On some level, residential schools taught my mom at a young age that being Native is a liability. She’s a very strong, proud, and accomplished person, but when you learn these messages so young, it’s so damaging. It’s hard to unlearn. I’m sure that some of that was passed on to me as well—that’s the legacy of residential schools, the intergenerational trauma.

As a parent, I’m very honest about the bloody history of colonialism with my children. They know that their Kokom—the Algonquin word for grandmother—was taken from her parents and that she suffered, and that we all suffered as a community.

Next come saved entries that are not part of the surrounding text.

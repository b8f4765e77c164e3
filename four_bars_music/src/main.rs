// Four Bars CLI entry point.
//
// Runs one or more refreshes of a four-bar phrase and writes each result to
// the session's MIDI folder. Between refreshes, bars listed in `--hold` are
// kept as they are and the rest are regenerated, the same way a front end
// would toggle bars off.
//
// Usage:
//   cargo run -p four_bars_music -- [--chords C,Am,F,G] [--scale NAME]
//     [--rhythm NAME] [--notes N] [--grid 8|16] [--threshold 0.0-1.0]
//     [--seed N] [--refresh N] [--hold 1,3] [--app-dir DIR] [--list]
//
// Chords are comma-separated; `-` leaves a bar without a chord.
// Console logging is controlled with RUST_LOG (default
// `four_bars_music=info`). Errors are also appended to `error.log` in the
// app directory regardless of RUST_LOG.

use four_bars_music::chord::chord_wheel;
use four_bars_music::{
    AppPaths, BarState, FourBars, GenerationRequest, GenerationSettings, Grid, Triad,
};
use four_bars_prng::Xoshiro;
use std::sync::Mutex;
use tracing_subscriber::filter::LevelFilter;
use tracing_subscriber::{EnvFilter, Layer, layer::SubscriberExt, util::SubscriberInitExt};

fn main() {
    let args: Vec<String> = std::env::args().collect();

    let paths = match parse_flag::<String>(&args, "--app-dir") {
        Some(dir) => AppPaths::under(dir),
        None => AppPaths::user_default(),
    };
    init_logging(&paths);

    let mut session = match FourBars::init(paths) {
        Ok(s) => s,
        Err(e) => {
            eprintln!("Failed to start session: {e}");
            std::process::exit(1);
        }
    };

    if args.iter().any(|a| a == "--list") {
        print_lists(&session);
        return;
    }

    let grid = parse_flag::<usize>(&args, "--grid")
        .map(|size| {
            Grid::from_size(size).unwrap_or_else(|| {
                eprintln!("--grid must be 8 or 16");
                std::process::exit(1);
            })
        })
        .unwrap_or(Grid::Eighths);

    let defaults = GenerationSettings::for_grid(grid);
    let settings = GenerationSettings {
        scale_name: parse_flag(&args, "--scale")
            .or_else(|| session.scale_names().into_iter().next())
            .unwrap_or_default(),
        note_count: parse_flag(&args, "--notes").unwrap_or(defaults.note_count),
        grid,
        chord_tone_threshold: parse_flag(&args, "--threshold")
            .unwrap_or(defaults.chord_tone_threshold),
        rhythm_name: parse_flag(&args, "--rhythm")
            .or_else(|| session.rhythm_names().into_iter().next()),
    };

    let chord_list: String =
        parse_flag(&args, "--chords").unwrap_or_else(|| "C,Am,F,G".to_string());
    let chords = parse_chords(&chord_list);
    let refreshes: usize = parse_flag(&args, "--refresh").unwrap_or(1).max(1);
    let held = parse_holds(&args);

    let mut rng = match parse_flag::<u64>(&args, "--seed") {
        Some(seed) => Xoshiro::new(seed),
        None => Xoshiro::from_time(),
    };

    println!("=== Four Bars ===");
    println!("Scale: {}", settings.scale_name);
    println!(
        "Rhythm: {}",
        settings.rhythm_name.as_deref().unwrap_or("(none)")
    );
    println!(
        "Grid: {} steps, {} notes per bar, chord tones {:.0}%",
        grid.size(),
        settings.note_count,
        settings.chord_tone_threshold * 100.0
    );
    println!();

    let mut request = GenerationRequest {
        bars: chords.map(|chord| BarState::new(chord, &settings)),
        settings,
    };

    for pass in 1..=refreshes {
        let response = match session.refresh(&request, &mut rng) {
            Ok(r) => r,
            Err(e) => {
                eprintln!("Refresh {pass} failed: {e}");
                std::process::exit(1);
            }
        };

        println!("[{pass}/{refreshes}] {}", response.path.display());
        for (i, (bar, melody)) in request.bars.iter_mut().zip(response.bars).enumerate() {
            let chord = bar.chord.as_ref().map(Triad::name).unwrap_or("-");
            let marker = if bar.active { ' ' } else { '*' };
            println!("  {}{} {:<4} {}", i + 1, marker, chord, melody.summary());
            bar.melody = melody;
            bar.active = !held.contains(&(i + 1));
        }
        println!();
    }

    println!("Bars marked * were held from the previous pass.");
}

/// Console output filtered by RUST_LOG, plus every error appended to the
/// app directory's error log.
fn init_logging(paths: &AppPaths) {
    let console_filter = EnvFilter::try_from_default_env()
        .unwrap_or_else(|_| EnvFilter::new("four_bars_music=info"));

    let error_log = match paths.open_error_log() {
        Ok(file) => Some(
            tracing_subscriber::fmt::layer()
                .with_writer(Mutex::new(file))
                .with_ansi(false)
                .with_filter(LevelFilter::ERROR),
        ),
        Err(e) => {
            eprintln!("Cannot open {}: {e}", paths.error_log.display());
            None
        }
    };

    tracing_subscriber::registry()
        .with(tracing_subscriber::fmt::layer().with_filter(console_filter))
        .with(error_log)
        .init();
}

fn print_lists(session: &FourBars) {
    println!("Scales:");
    for name in session.scale_names() {
        println!("  {name}");
    }
    println!("Rhythms:");
    for name in session.rhythm_names() {
        println!("  {name}");
    }
    let (majors, minors) = chord_wheel();
    println!("Chords (major): {}", majors.join(" "));
    println!("Chords (minor): {}", minors.join(" "));
}

/// Four chord slots from a comma-separated list. Missing slots and `-` are
/// bars without a chord; an unparseable name is fatal.
fn parse_chords(list: &str) -> [Option<Triad>; 4] {
    let names: Vec<&str> = list.split(',').map(str::trim).collect();
    std::array::from_fn(|i| match names.get(i) {
        None | Some(&"") | Some(&"-") => None,
        Some(name) => match Triad::build(name) {
            Ok(triad) => Some(triad),
            Err(e) => {
                eprintln!("{e}");
                std::process::exit(1);
            }
        },
    })
}

/// 1-based bar numbers to hold after the first pass.
fn parse_holds(args: &[String]) -> Vec<usize> {
    parse_flag::<String>(args, "--hold")
        .map(|list| {
            list.split(',')
                .filter_map(|s| s.trim().parse().ok())
                .collect()
        })
        .unwrap_or_default()
}

fn parse_flag<T: std::str::FromStr>(args: &[String], flag: &str) -> Option<T> {
    args.iter()
        .position(|a| a == flag)
        .and_then(|i| args.get(i + 1))
        .and_then(|v| v.parse().ok())
}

I like to remind my kids that we carry our ancestors with us—their resilience is our strength.

How do you maintain a connection to your Indigenous heritage, and how do you think about the community with future generations?
My mom spends a lot of time with us. And I try to spend as much time as we can with my extended family at KZ to help me and my kids stay connected with our culture and values. Not being able to visit during much of the pandemic was extremely hard.

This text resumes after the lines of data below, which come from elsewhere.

// The generation session: one refresh of four bars, end to end.
//
// `FourBars` owns every piece of state that outlives a single refresh: the
// scale and rhythm caches and the MIDI folder whose file count numbers the
// exports. The caller creates it once at startup (`init`, which also
// clears the previous session's MIDI files) and calls `refresh` for each
// request. `reload_tables` re-reads the table files and invalidates both
// caches; nothing is detected automatically.
//
// A refresh regenerates active bars, passes inactive bars through
// unchanged, renders accompaniment for all four bars from their chords,
// assembles the composition and exports it. It either returns all four bars
// plus the written file, or an error and nothing; the caller keeps its
// previous bars in that case.

use crate::accompaniment::render_bars;
use crate::catalog::PitchCatalog;
use crate::chord::Triad;
use crate::composition::{BARS, assemble};
use crate::config::{AppPaths, GenerationSettings};
use crate::error::Result;
use crate::export::MidiFolder;
use crate::generator::generate;
use crate::grid::MelodyData;
use crate::rhythm::RhythmPatternStore;
use crate::tables::{RhythmTable, ScaleTable};
use four_bars_prng::RandomSource;
use serde::{Deserialize, Serialize};
use std::path::{Path, PathBuf};

/// One bar's state as held by the caller.
#[derive(Debug, Clone, PartialEq, Serialize, Deserialize)]
pub struct BarState {
    pub chord: Option<Triad>,
    /// Active bars are regenerated; inactive bars are kept verbatim.
    pub active: bool,
    pub melody: MelodyData,
}

impl BarState {
    pub fn new(chord: Option<Triad>, settings: &GenerationSettings) -> Self {
        BarState {
            chord,
            active: true,
            melody: MelodyData::empty(settings.grid),
        }
    }
}

/// Everything needed for one refresh.
#[derive(Debug, Clone, PartialEq, Serialize, Deserialize)]
pub struct GenerationRequest {
    pub bars: [BarState; BARS],
    pub settings: GenerationSettings,
}

/// Result of a successful refresh.
#[derive(Debug, Clone, PartialEq)]
pub struct GenerationResponse {
    /// The four bars' melodies, for redisplay.
    pub bars: [MelodyData; BARS],
    /// The exported file.
    pub path: PathBuf,
}

#[derive(Debug)]
pub struct FourBars {
    paths: Option<AppPaths>,
    catalog: PitchCatalog,
    rhythms: RhythmPatternStore,
    folder: MidiFolder,
}

impl FourBars {
    /// Start a session on an application directory: seed default tables,
    /// load both tables, and open (clear) the MIDI folder.
    #[tracing::instrument(level = "debug", skip_all, fields(root = %paths.root.display()), err)]
    pub fn init(paths: AppPaths) -> Result<Self> {
        paths.ensure()?;
        let catalog = PitchCatalog::new(paths.load_scales());
        let rhythms = RhythmPatternStore::new(paths.load_rhythms());
        let folder = MidiFolder::open(&paths.midi)?;
        tracing::info!(
            scales = catalog.scale_names().len(),
            rhythms = rhythms.rhythm_names().len(),
            "session started"
        );
        Ok(FourBars {
            paths: Some(paths),
            catalog,
            rhythms,
            folder,
        })
    }

    /// Start a session on in-memory tables, exporting into `midi_dir`.
    pub fn with_tables(scales: ScaleTable, rhythms: RhythmTable, midi_dir: &Path) -> Result<Self> {
        Ok(FourBars {
            paths: None,
            catalog: PitchCatalog::new(scales),
            rhythms: RhythmPatternStore::new(rhythms),
            folder: MidiFolder::open(midi_dir)?,
        })
    }

    pub fn scale_names(&self) -> Vec<String> {
        self.catalog.scale_names()
    }

    pub fn rhythm_names(&self) -> Vec<String> {
        self.rhythms.rhythm_names()
    }

    pub fn midi_folder(&self) -> &Path {
        self.folder.path()
    }

    /// Re-read both table files (when the session has an app directory)
    /// and drop all cached lookups.
    pub fn reload_tables(&mut self) {
        match &self.paths {
            Some(paths) => {
                self.catalog.reload(paths.load_scales());
                self.rhythms.reload(paths.load_rhythms());
            }
            None => {
                self.catalog.invalidate();
                self.rhythms.invalidate();
            }
        }
    }

    /// Swap in new tables directly.
    pub fn replace_tables(&mut self, scales: ScaleTable, rhythms: RhythmTable) {
        self.catalog.reload(scales);
        self.rhythms.reload(rhythms);
    }

    /// Drop cached scale and rhythm lookups.
    pub fn invalidate(&mut self) {
        self.catalog.invalidate();
        self.rhythms.invalidate();
    }

    /// Regenerate active bars, render accompaniment, assemble and export.
    #[tracing::instrument(
        level = "debug",
        skip_all,
        fields(scale = %request.settings.scale_name, grid = ?request.settings.grid),
        err
    )]
    pub fn refresh(
        &mut self,
        request: &GenerationRequest,
        rng: &mut impl RandomSource,
    ) -> Result<GenerationResponse> {
        let settings = &request.settings;
        let scale = self.catalog.resolve(&settings.scale_name);
        if scale.is_empty() {
            tracing::warn!(
                scale = %settings.scale_name,
                "no pitches for scale, active bars will rest"
            );
        }

        let melodies: [MelodyData; BARS] = std::array::from_fn(|i| {
            let bar = &request.bars[i];
            if bar.active {
                generate(
                    scale,
                    settings.note_count,
                    settings.grid,
                    bar.chord.as_ref(),
                    settings.chord_tone_threshold,
                    &mut *rng,
                )
            } else {
                bar.melody.clone()
            }
        });

        let chords: [Option<&Triad>; BARS] =
            std::array::from_fn(|i| request.bars[i].chord.as_ref());
        let accompaniment = render_bars(&mut self.rhythms, settings.rhythm_name.as_deref(), chords);

        let composition = assemble(&melodies, &accompaniment);
        let path = self.folder.export(&composition)?;

        Ok(GenerationResponse {
            bars: melodies,
            path,
        })
    }
}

We were able to get up there for a week last month—it was very emotional. Guitar and fiddle music is big in my family, and I got to hear my uncles play in person for the first time in a couple of years. It was just a jam session on my mom’s deck, but hearing those songs I’ve heard a million times never felt more meaningful.

My mom attends language workshops to reinforce and share what she knows—elders who speak Algonquin as a first language, like my mom, are aging. As a teenager, it used to annoy me when my mom and my grandmother spoke Algonquin to each other because I couldn’t understand what they were saying. And now I see how hard my mom was trying to hold on to her culture and her connection to her parents. As my kids get older, I want them to participate in these workshops—maybe they can teach me.

What do you want people to know about Indigenous peoples and communities?
There aren’t a lot of Indigenous people in this area and I find that people are generally less aware of Native current issues. In upstate New York, where I grew up, there are many Haudenosaunee nations and perhaps more understanding in some ways.

For example, when I was a teenager in the ‘90s, high schools in my area were starting to eliminate Native mascots—they acknowledged how damaging these images were. So it has been eye-opening to watch so many Massachusetts towns debate this issue 25 years later.

A surprising number of people think of Indigenous people as relics from the past, a conquered people from the history books. So every chance I get, I like to remind people, whether it’s my daughter’s first-grade class or members of my local town select board, that we’re still here.